----- DATASET RECORDS

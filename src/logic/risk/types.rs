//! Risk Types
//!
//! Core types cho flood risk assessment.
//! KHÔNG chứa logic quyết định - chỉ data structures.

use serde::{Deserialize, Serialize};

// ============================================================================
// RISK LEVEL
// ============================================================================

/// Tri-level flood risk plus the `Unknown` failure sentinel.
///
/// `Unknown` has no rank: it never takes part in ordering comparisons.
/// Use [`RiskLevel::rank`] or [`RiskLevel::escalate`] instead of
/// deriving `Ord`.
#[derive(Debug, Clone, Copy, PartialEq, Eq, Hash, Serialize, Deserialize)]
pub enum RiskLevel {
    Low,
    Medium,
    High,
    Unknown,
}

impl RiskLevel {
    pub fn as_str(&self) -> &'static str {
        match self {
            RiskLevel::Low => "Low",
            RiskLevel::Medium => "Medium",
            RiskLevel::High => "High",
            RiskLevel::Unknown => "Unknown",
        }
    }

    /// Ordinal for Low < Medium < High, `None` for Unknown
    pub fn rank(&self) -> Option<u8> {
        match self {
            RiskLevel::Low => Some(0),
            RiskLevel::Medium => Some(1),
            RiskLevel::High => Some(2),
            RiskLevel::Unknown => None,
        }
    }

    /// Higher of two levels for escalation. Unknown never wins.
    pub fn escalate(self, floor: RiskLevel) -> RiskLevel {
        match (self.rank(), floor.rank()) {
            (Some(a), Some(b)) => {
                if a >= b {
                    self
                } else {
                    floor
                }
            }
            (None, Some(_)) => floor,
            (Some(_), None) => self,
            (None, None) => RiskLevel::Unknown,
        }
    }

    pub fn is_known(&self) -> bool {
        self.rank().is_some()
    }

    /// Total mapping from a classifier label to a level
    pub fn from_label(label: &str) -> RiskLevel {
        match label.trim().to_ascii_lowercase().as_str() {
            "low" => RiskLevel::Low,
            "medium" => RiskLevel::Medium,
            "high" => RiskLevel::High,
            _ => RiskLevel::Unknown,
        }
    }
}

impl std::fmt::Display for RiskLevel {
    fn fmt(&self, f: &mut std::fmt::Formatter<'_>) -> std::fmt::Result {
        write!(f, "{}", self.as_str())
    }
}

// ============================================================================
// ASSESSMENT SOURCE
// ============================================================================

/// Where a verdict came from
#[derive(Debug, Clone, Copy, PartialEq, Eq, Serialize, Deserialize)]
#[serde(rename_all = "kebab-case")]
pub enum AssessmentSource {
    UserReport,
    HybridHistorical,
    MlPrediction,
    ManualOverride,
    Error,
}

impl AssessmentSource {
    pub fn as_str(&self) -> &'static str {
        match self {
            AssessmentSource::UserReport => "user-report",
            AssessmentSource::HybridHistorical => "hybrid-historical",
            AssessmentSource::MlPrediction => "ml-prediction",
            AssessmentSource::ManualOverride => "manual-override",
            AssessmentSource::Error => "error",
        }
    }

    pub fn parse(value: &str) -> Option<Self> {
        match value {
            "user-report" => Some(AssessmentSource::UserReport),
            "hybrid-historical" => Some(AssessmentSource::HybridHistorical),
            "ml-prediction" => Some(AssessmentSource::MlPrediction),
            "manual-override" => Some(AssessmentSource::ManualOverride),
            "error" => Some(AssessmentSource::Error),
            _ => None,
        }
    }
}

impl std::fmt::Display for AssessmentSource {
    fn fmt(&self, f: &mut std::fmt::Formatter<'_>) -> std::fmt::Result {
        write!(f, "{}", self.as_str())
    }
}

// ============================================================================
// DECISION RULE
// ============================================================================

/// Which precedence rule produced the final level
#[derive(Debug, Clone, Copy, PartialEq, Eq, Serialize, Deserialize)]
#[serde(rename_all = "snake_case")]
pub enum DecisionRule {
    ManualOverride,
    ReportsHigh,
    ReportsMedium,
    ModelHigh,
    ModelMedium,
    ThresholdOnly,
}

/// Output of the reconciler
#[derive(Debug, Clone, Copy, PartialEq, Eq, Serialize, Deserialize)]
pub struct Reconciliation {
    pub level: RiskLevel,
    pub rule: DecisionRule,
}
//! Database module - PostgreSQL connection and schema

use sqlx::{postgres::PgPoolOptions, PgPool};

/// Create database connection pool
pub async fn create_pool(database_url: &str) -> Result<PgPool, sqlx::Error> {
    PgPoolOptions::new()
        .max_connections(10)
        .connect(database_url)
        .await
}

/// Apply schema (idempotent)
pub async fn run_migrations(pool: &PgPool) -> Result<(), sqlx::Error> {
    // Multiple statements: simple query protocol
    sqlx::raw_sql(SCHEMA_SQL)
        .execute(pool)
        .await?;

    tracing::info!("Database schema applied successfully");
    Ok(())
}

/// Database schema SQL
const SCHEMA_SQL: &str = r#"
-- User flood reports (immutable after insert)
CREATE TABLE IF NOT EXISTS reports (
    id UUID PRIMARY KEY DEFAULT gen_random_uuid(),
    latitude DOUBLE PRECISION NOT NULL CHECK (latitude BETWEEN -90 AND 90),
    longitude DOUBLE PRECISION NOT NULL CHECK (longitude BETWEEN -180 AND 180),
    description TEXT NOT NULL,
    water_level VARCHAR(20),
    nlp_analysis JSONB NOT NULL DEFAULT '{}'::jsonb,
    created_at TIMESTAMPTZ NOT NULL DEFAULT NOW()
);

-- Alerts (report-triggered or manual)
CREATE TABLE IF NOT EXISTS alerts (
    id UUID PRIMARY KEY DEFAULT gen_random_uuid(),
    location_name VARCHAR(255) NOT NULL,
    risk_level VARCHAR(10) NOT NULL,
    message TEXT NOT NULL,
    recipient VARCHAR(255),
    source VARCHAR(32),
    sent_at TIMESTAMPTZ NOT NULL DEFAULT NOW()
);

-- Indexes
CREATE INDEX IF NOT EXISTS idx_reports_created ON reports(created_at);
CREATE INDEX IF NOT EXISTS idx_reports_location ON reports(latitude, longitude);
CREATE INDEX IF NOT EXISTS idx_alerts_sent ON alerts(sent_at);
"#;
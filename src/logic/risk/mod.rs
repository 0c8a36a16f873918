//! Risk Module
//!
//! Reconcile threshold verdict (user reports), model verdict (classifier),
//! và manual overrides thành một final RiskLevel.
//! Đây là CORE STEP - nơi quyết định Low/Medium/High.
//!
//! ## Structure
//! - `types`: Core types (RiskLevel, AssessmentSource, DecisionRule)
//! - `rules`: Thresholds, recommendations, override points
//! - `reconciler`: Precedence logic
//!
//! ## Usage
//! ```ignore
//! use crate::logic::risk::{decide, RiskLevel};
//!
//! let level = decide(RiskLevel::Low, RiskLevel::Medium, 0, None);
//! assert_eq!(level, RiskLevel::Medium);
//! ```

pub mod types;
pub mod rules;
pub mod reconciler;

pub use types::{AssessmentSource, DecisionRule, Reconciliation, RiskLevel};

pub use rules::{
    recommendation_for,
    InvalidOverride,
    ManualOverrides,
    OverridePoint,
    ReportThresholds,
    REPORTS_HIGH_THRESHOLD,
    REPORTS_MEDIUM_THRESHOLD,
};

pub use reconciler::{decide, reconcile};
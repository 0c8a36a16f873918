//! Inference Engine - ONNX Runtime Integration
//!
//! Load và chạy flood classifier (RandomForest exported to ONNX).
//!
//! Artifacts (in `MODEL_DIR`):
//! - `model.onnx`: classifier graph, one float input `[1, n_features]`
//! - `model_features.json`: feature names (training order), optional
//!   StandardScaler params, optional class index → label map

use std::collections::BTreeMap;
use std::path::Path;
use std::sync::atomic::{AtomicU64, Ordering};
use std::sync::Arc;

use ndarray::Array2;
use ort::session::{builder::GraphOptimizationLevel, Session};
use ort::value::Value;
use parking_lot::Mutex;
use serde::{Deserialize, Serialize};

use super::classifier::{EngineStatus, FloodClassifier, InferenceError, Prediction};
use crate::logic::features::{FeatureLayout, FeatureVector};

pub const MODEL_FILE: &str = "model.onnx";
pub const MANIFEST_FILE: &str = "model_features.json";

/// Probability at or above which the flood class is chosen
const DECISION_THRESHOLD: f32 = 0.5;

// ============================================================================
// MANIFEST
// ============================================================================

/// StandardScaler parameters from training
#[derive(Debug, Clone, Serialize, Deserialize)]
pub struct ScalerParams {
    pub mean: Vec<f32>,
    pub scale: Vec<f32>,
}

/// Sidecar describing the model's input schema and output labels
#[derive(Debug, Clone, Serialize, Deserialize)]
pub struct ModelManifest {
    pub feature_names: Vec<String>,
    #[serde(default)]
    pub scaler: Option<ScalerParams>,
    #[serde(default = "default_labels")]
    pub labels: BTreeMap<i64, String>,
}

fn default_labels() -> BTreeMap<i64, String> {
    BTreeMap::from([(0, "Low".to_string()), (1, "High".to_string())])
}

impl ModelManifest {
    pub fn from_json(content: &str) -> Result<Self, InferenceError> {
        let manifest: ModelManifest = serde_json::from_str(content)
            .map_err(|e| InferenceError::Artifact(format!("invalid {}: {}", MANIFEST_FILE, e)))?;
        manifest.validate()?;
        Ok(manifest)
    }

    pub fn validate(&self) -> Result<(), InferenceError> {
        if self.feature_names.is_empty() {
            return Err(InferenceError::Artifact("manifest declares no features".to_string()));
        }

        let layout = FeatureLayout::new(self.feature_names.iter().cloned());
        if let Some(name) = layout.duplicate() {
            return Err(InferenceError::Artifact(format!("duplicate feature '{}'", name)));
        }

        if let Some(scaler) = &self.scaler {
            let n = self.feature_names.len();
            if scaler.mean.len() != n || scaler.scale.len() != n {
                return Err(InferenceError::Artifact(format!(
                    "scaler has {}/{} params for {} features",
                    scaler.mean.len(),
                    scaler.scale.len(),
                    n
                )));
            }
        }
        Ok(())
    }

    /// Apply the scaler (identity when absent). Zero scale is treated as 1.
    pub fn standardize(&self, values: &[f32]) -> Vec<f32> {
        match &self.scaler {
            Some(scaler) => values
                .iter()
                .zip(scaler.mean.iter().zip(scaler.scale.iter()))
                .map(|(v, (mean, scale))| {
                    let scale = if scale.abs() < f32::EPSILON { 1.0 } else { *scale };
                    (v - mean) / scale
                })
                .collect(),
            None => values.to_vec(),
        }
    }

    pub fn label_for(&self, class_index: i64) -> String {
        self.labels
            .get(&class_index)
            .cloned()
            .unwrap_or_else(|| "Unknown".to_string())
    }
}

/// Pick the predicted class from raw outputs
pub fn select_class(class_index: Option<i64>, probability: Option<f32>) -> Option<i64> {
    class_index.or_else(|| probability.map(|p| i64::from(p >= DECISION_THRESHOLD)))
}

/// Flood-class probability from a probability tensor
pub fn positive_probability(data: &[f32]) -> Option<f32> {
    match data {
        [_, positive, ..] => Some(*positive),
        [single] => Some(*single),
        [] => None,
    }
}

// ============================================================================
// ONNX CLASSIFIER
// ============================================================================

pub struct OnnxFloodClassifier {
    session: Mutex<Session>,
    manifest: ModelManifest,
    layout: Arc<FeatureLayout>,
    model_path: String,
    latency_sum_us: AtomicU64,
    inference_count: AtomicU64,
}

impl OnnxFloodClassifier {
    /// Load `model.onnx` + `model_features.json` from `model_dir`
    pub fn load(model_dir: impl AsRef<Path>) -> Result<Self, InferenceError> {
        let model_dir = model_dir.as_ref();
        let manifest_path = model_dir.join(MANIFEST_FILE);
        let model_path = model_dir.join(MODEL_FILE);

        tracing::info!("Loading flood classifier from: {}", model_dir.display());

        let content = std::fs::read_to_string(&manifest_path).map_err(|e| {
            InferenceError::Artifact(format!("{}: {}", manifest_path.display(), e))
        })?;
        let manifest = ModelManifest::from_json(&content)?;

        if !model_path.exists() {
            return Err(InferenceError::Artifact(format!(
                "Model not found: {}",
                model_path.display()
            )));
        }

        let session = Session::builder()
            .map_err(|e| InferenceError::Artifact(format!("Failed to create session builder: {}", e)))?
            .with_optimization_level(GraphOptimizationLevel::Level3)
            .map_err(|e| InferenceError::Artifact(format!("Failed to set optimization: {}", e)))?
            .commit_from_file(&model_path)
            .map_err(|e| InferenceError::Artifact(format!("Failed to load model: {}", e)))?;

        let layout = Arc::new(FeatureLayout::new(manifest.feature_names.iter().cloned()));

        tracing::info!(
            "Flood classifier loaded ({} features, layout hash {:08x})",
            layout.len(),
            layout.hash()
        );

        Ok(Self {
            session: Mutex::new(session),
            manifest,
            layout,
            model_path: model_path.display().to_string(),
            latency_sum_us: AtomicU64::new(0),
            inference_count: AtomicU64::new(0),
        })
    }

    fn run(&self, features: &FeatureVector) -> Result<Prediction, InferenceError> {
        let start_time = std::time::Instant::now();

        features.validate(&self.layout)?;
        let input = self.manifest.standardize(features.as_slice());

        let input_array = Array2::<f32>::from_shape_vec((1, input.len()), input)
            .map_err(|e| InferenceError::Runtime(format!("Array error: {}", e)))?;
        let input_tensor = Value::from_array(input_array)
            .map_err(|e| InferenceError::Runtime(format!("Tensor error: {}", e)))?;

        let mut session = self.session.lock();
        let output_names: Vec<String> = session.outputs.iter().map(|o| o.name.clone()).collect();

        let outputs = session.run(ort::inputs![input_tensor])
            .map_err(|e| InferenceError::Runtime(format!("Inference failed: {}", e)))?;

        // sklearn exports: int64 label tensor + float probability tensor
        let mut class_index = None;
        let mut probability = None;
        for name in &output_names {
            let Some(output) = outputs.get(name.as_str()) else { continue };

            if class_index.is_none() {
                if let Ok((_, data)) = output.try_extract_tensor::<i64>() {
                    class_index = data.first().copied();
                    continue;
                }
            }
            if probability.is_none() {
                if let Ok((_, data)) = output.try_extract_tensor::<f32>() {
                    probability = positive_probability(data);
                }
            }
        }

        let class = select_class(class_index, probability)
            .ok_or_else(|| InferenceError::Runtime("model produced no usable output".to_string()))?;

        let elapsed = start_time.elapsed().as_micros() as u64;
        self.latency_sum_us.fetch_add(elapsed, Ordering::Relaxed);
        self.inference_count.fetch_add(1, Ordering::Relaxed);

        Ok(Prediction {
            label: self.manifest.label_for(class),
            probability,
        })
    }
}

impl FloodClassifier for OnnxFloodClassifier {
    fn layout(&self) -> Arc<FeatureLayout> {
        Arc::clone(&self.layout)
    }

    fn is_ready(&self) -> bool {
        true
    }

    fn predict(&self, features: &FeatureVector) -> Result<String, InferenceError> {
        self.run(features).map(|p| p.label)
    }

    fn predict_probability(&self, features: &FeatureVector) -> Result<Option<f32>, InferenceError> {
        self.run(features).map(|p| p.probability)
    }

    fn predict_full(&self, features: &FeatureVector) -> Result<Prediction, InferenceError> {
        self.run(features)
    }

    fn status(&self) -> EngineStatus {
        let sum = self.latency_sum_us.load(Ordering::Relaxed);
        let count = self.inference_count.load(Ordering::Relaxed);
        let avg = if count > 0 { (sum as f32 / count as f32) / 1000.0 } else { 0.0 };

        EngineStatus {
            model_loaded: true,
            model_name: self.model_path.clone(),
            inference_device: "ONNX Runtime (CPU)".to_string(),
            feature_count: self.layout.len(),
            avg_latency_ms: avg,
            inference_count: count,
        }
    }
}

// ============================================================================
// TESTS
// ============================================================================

----------

EXERCISE AIM:
Pull out all lines in the data above that include "const".

SOLUTION TO THIS PROBLEM:
const SCHEMA_SQL: &str = r#"
pub const MODEL_FILE: &str = "model.onnx";
pub const MANIFEST_FILE: &str = "model_features.json";
const DECISION_THRESHOLD: f32 = 0.5;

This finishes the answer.